Breastfeeding can limit Crohn’s progression in children
Children with Crohn’s disease who are breastfed are less likely to experience progression to stricturing or penetrating disease, according to a new research.
Children with Crohn’s disease who are breastfed are less likely to experience progression to stricturing or penetrating disease, while other environmental factors, like smoking, are linked to adverse events among this population, according to research published in The American Journal of Gastroenterology.
Ashwin N. Ananthakrishnan, MD, MPH, of the division of gastroenterology at Massachusetts General Hospital, and colleagues examined how life and environmental factors can impact disease phenotype in CD during the “sensitive” time of infancy and early childhood.
“The key pathogenic mechanism behind CD is a dysregulated immune response to commensal intestinal flora in a genetically susceptible host,” they wrote. “Both the gut microbiome and the development of immunologic tolerance are more susceptible to external influences early in infancy and childhood. Thus, early life environmental influences may offer the greatest potential to alter susceptibility to CD risk and behavior.”
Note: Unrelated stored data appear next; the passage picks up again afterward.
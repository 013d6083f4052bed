use anyhow::Context;
use async_trait::async_trait;
use reqwest::{header::COOKIE, Client, Response, StatusCode};
use serde_json::Value;
use std::time::Duration;
use tracing::debug;
use url::Url;

use super::parse::{self, SOURCE};
use crate::database_ops::error::SourceError;
use crate::database_ops::http::{build_client, send_with_backoff, text_body, RATE_LIMIT_LADDER};
use crate::database_ops::model::{Fetched, GameRef};
use crate::database_ops::source::DetailSource;
use crate::util::env::{env_base_url, env_parse};

pub const DEFAULT_STORE_BASE: &str = "https://store.steampowered.com";

const APP_FILTERS: &str =
    "achievements,basic,categories,genres,metacritic,name,packages,platforms,price_overview,release_date";
const SUB_FILTERS: &str = "apps,basic,name,price,release_date";
/// Skips the age gate so mature titles render their real page.
const AGE_GATE_COOKIE: &str = "birthtime=0; mature_content=1;";

/// Steam store gateway: the JSON details API plus the public store page.
/// Env: STEAM_STORE_BASE (default store.steampowered.com), STEAM_HTTP_TIMEOUT_SECS (default 15)
#[derive(Debug, Clone)]
pub struct SteamStore {
    client: Client,
    base: Url,
    ladder: Vec<Duration>,
}

impl SteamStore {
    pub fn new(base_url: Option<&str>, timeout_secs: Option<u64>) -> anyhow::Result<Self> {
        let raw = base_url.unwrap_or(DEFAULT_STORE_BASE).trim_end_matches('/');
        let base = Url::parse(&format!("{raw}/"))?;
        Ok(Self {
            client: build_client(timeout_secs.unwrap_or(15))
                .context("failed to build steam http client")?,
            base,
            ladder: RATE_LIMIT_LADDER.to_vec(),
        })
    }

    pub fn from_env() -> anyhow::Result<Self> {
        let base = env_base_url("STEAM_STORE_BASE", DEFAULT_STORE_BASE);
        Self::new(Some(&base), Some(env_parse("STEAM_HTTP_TIMEOUT_SECS", 15u64)))
    }

    /// Replaces the 429 retry ladder.
    pub fn with_backoff(mut self, ladder: Vec<Duration>) -> Self {
        self.ladder = ladder;
        self
    }

    fn endpoint(&self, path: &str) -> Result<Url, SourceError> {
        self.base
            .join(path)
            .map_err(|e| SourceError::transient(SOURCE, format!("bad url {path}: {e}")))
    }

    async fn details(
        &self,
        game: GameRef,
        path: &str,
        id_param: &str,
        filters: &str,
    ) -> Result<Value, SourceError> {
        let url = self.endpoint(path)?;
        let id = game.id.to_string();
        let resp = send_with_backoff(SOURCE, &self.ladder, || {
            self.client.get(url.clone()).query(&[
                (id_param, id.as_str()),
                ("filters", filters),
                ("cc", "us"),
                ("l", "en"),
            ])
        })
        .await?;
        match resp.status() {
            StatusCode::BAD_REQUEST | StatusCode::NOT_FOUND => {
                return Err(SourceError::not_found(game, format!("details HTTP {}", resp.status())));
            }
            status if !status.is_success() => {
                return Err(SourceError::transient(SOURCE, format!("details HTTP {status}")));
            }
            _ => {}
        }
        resp.json::<Value>()
            .await
            .map_err(|e| SourceError::transient(SOURCE, format!("details body for {game}: {e}")))
    }

    /// Store page body plus whether the store redirected away from it.
    async fn store_page(&self, game: GameRef) -> Result<(String, bool), SourceError> {
        let kind = game.game_type.as_str();
        let url = self.endpoint(&format!("{kind}/{}", game.id))?;
        let resp: Response = send_with_backoff(SOURCE, &self.ladder, || {
            self.client
                .get(url.clone())
                .query(&[("cc", "us"), ("l", "en")])
                .header(COOKIE, AGE_GATE_COOKIE)
        })
        .await?;
        let removed = parse::is_removed(resp.url(), &self.base, kind, game.id);
        let html = text_body(SOURCE, resp).await?;
        if html.trim().is_empty() {
            return Err(SourceError::transient(SOURCE, format!("empty store page for {game}")));
        }
        Ok((html, removed))
    }
}

#[async_trait]
impl DetailSource for SteamStore {
    async fn fetch_app(&self, app_id: i64) -> Result<Fetched, SourceError> {
        let game = GameRef::app(app_id);
        let body = self.details(game, "api/appdetails", "appids", APP_FILTERS).await?;
        let data = parse::app_api(&body, app_id)?;
        let (html, removed) = self.store_page(game).await?;
        let page = parse::store_page(&html);
        debug!(app_id, removed, page_ok = page.ok, tags = page.tags.len(), "store page read");
        Ok(Fetched::App(parse::build_app(app_id, data, &page, removed)))
    }

    async fn fetch_sub(&self, sub_id: i64) -> Result<Fetched, SourceError> {
        let game = GameRef::sub(sub_id);
        let body = self
            .details(game, "api/packagedetails", "packageids", SUB_FILTERS)
            .await?;
        let data = parse::sub_api(&body, sub_id)?;
        let (_, removed) = self.store_page(game).await?;
        debug!(sub_id, removed, "store page read");
        Ok(Fetched::Sub(parse::build_sub(sub_id, data, removed)))
    }
}

#[cfg(test)]
mod tests {
    use super::*;
    use serde_json::json;
    use wiremock::matchers::{header, method, path, query_param};
    use wiremock::{Mock, MockServer, ResponseTemplate};

    const APP_PAGE: &str = r#"<html><body><div class="apphub_AppName">Portal</div>
        <div id="userReviews"><div class="user_reviews_summary_row" data-tooltip-html="97% of the 2,000 user reviews for this game are positive."></div></div>
        </body></html>"#;

    fn gateway(server: &MockServer) -> SteamStore {
        SteamStore::new(Some(&server.uri()), Some(5))
            .unwrap()
            .with_backoff(vec![Duration::from_millis(1)])
    }

    #[tokio::test]
    async fn test_provider_initialization() {
        let store = SteamStore::new(None, Some(15)).unwrap();
        assert_eq!(store.base.as_str(), "https://store.steampowered.com/");
        assert_eq!(store.ladder.len(), 4);
    }

    #[tokio::test]
    async fn fetches_app_from_api_and_page() {
        let server = MockServer::start().await;
        Mock::given(method("GET"))
            .and(path("/api/appdetails"))
            .and(query_param("appids", "400"))
            .and(query_param("cc", "us"))
            .respond_with(ResponseTemplate::new(200).set_body_json(json!({
                "400": {"success": true, "data": {
                    "type": "game",
                    "name": "Portal",
                    "categories": [{"id": 2, "description": "Single-player"}],
                    "platforms": {"windows": true, "mac": true, "linux": true},
                    "price_overview": {"initial": 999},
                    "release_date": {"coming_soon": false, "date": "10 Oct, 2007"}
                }}
            })))
            .mount(&server)
            .await;
        Mock::given(method("GET"))
            .and(path("/app/400"))
            .and(header("cookie", AGE_GATE_COOKIE))
            .respond_with(ResponseTemplate::new(200).set_body_string(APP_PAGE))
            .mount(&server)
            .await;

        let fetched = gateway(&server).fetch_app(400).await.unwrap();
        let Fetched::App(app) = fetched else {
            panic!("expected an app");
        };
        assert_eq!(app.name, "Portal");
        assert!(!app.removed);
        assert_eq!(app.learning, Some(false));
        assert_eq!(app.rating_percentage, Some(97));
        assert_eq!(app.rating_count, Some(2000));
        assert_eq!(app.price, 999);
    }

    #[tokio::test]
    async fn unsuccessful_details_are_permanent() {
        let server = MockServer::start().await;
        Mock::given(method("GET"))
            .and(path("/api/packagedetails"))
            .respond_with(
                ResponseTemplate::new(200).set_body_json(json!({"12": {"success": false}})),
            )
            .mount(&server)
            .await;
        let err = gateway(&server).fetch_sub(12).await.unwrap_err();
        assert!(err.is_permanent());
    }

    #[tokio::test]
    async fn server_errors_are_transient() {
        let server = MockServer::start().await;
        Mock::given(method("GET"))
            .and(path("/api/appdetails"))
            .respond_with(ResponseTemplate::new(502))
            .mount(&server)
            .await;
        let err = gateway(&server).fetch_app(1).await.unwrap_err();
        assert!(!err.is_permanent());
    }

    #[tokio::test]
    async fn redirect_off_the_sub_page_means_removed() {
        let server = MockServer::start().await;
        Mock::given(method("GET"))
            .and(path("/api/packagedetails"))
            .respond_with(ResponseTemplate::new(200).set_body_json(json!({
                "54029": {"success": true, "data": {
                    "name": "Retired Pack",
                    "apps": [{"id": 10, "name": "Counter-Strike"}],
                    "price": {"initial": 1999},
                    "release_date": {"coming_soon": false, "date": ""}
                }}
            })))
            .mount(&server)
            .await;
        Mock::given(method("GET"))
            .and(path("/sub/54029"))
            .respond_with(
                ResponseTemplate::new(302).insert_header("location", format!("{}/", server.uri())),
            )
            .mount(&server)
            .await;
        Mock::given(method("GET"))
            .and(path("/"))
            .respond_with(ResponseTemplate::new(200).set_body_string("<html>home</html>"))
            .mount(&server)
            .await;

        let Fetched::Sub(sub) = gateway(&server).fetch_sub(54029).await.unwrap() else {
            panic!("expected a sub");
        };
        assert!(sub.removed);
        assert_eq!(sub.apps, vec![10]);
        assert_eq!(sub.price, 1999);
        assert_eq!(sub.release_date, None);
    }
}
Researchers analyzed data from 1,119 patients with CD (mean age, 12; 38.8% female) from the RISK inception cohort for the study. In their exploration of life factors, they focused on breastfeeding in infancy and exposure to maternal, active, or passive smoking.
Among the study cohort, 15% of patients had stricturing disease or penetrating disease by age 3, while 35% required CD-related hospitalization and 10.6% required CD-related surgery. A total of 785 patients were breastfed (74.5%), and 347 were exposed to some kind of smoking (31%), including 75 (31%) who were exposed to maternal smoking.
In a multivariable analysis, investigators found that history of breastfeeding was inversely associated with complicated disease (stricturing or penetrating; OR = 0.65; 95% CI, 0.44–96). They also found that maternal smoking during pregnancy was associated with an increased risk for hospitalization during the 3-year follow-up period (OR = 1.75; 95% CI, 1.05–2.89).